* **Exercise details**: Report every line of the data where the string "toml" appears.

* **Provided entries**:
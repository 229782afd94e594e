//! Target resolution: picking a target and merging its overrides.

use crate::error::ConfigError;
use crate::types::{Arbitration, BackendPreset, ProjectConfig};
use std::path::{Path, PathBuf};

/// A target with every default filled in.
#[derive(Debug, Clone)]
pub struct ResolvedTarget {
    /// The target name.
    pub name: String,
    /// The backend preset to build with.
    pub backend: BackendPreset,
    /// Arbitration override; `None` keeps the backend's default.
    pub arbitration: Option<Arbitration>,
    /// Output directory relative to the project root.
    pub output_dir: PathBuf,
}

impl ResolvedTarget {
    /// Returns the output directory anchored at `project_dir`.
    pub fn output_dir_in(&self, project_dir: &Path) -> PathBuf {
        if self.output_dir.is_absolute() {
            self.output_dir.clone()
        } else {
            project_dir.join(&self.output_dir)
        }
    }
}

/// Resolves a target by name, or the only target when `name` is `None`.
///
/// The output directory is the target's own `output_dir` if set, otherwise
/// `<build.output_dir>/<target>`.
pub fn resolve_target(
    config: &ProjectConfig,
    name: Option<&str>,
) -> Result<ResolvedTarget, ConfigError> {
    let name = match name {
        Some(name) => name.to_string(),
        None => {
            let names: Vec<_> = config.targets.keys().collect();
            match names.len() {
                0 => {
                    return Err(ConfigError::AmbiguousTarget(
                        "no targets defined in weft.toml; add a [targets.<name>] section"
                            .to_string(),
                    ))
                }
                1 => names[0].clone(),
                _ => {
                    return Err(ConfigError::AmbiguousTarget(format!(
                        "multiple targets defined ({}); use --target to select one",
                        names
                            .iter()
                            .map(|s| s.as_str())
                            .collect::<Vec<_>>()
                            .join(", ")
                    )))
                }
            }
        }
    };

    let target = config
        .targets
        .get(&name)
        .ok_or_else(|| ConfigError::UnknownTarget(name.clone()))?;

    let output_dir = match &target.output_dir {
        Some(dir) => PathBuf::from(dir),
        None => PathBuf::from(&config.build.output_dir).join(&name),
    };

    Ok(ResolvedTarget {
        name,
        backend: target.backend,
        arbitration: target.arbitration,
        output_dir,
    })
}

#[cfg(test)]
mod tests {
    use super::*;
    use crate::loader::load_config_from_str;

    const TWO_TARGETS: &str = r#"
[system]
name = "ESIMem"
design = "esi_ram"

[targets.cosim]
backend = "cosim"

[targets.u250]
backend = "xrt"
arbitration = "round-robin"
output_dir = "/tmp/u250"
"#;

    #[test]
    fn resolve_named_target() {
        let config = load_config_from_str(TWO_TARGETS).unwrap();
        let resolved = resolve_target(&config, Some("cosim")).unwrap();
        assert_eq!(resolved.backend, BackendPreset::Cosim);
        assert_eq!(resolved.arbitration, None);
        assert_eq!(resolved.output_dir, PathBuf::from("build/cosim"));
    }

    #[test]
    fn target_overrides_apply() {
        let config = load_config_from_str(TWO_TARGETS).unwrap();
        let resolved = resolve_target(&config, Some("u250")).unwrap();
        assert_eq!(resolved.arbitration, Some(Arbitration::RoundRobin));
        assert_eq!(
            resolved.output_dir_in(Path::new("/project")),
            PathBuf::from("/tmp/u250")
        );
    }

    #[test]
    fn relative_output_dir_anchored() {
        let config = load_config_from_str(TWO_TARGETS).unwrap();
        let resolved = resolve_target(&config, Some("cosim")).unwrap();
        assert_eq!(
            resolved.output_dir_in(Path::new("/project")),
            PathBuf::from("/project/build/cosim")
        );
    }

    #[test]
    fn unknown_target_errors() {
        let config = load_config_from_str(TWO_TARGETS).unwrap();
        let err = resolve_target(&config, Some("vcu118")).unwrap_err();
        assert!(matches!(err, ConfigError::UnknownTarget(_)));
    }

    #[test]
    fn ambiguous_without_name() {
        let config = load_config_from_str(TWO_TARGETS).unwrap();
        let err = resolve_target(&config, None).unwrap_err();
        assert!(err.to_string().contains("cosim, u250"));
    }

    #[test]
    fn single_target_auto_selected() {
        let toml = "[system]\nname = \"x\"\ndesign = \"d\"\n[targets.only]\nbackend = \"xrt\"\n";
        let config = load_config_from_str(toml).unwrap();
        let resolved = resolve_target(&config, None).unwrap();
        assert_eq!(resolved.name, "only");
    }

    #[test]
    fn no_targets_errors() {
        let config = load_config_from_str("[system]\nname = \"x\"\ndesign = \"d\"\n").unwrap();
        assert!(matches!(
            resolve_target(&config, None).unwrap_err(),
            ConfigError::AmbiguousTarget(_)
        ));
    }
}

* **Exercise response**:
                        "no targets defined in weft.toml; add a [targets.<name>] section"
        let toml = "[system]\nname = \"x\"\ndesign = \"d\"\n[targets.only]\nbackend = \"xrt\"\n";
        let config = load_config_from_str(toml).unwrap();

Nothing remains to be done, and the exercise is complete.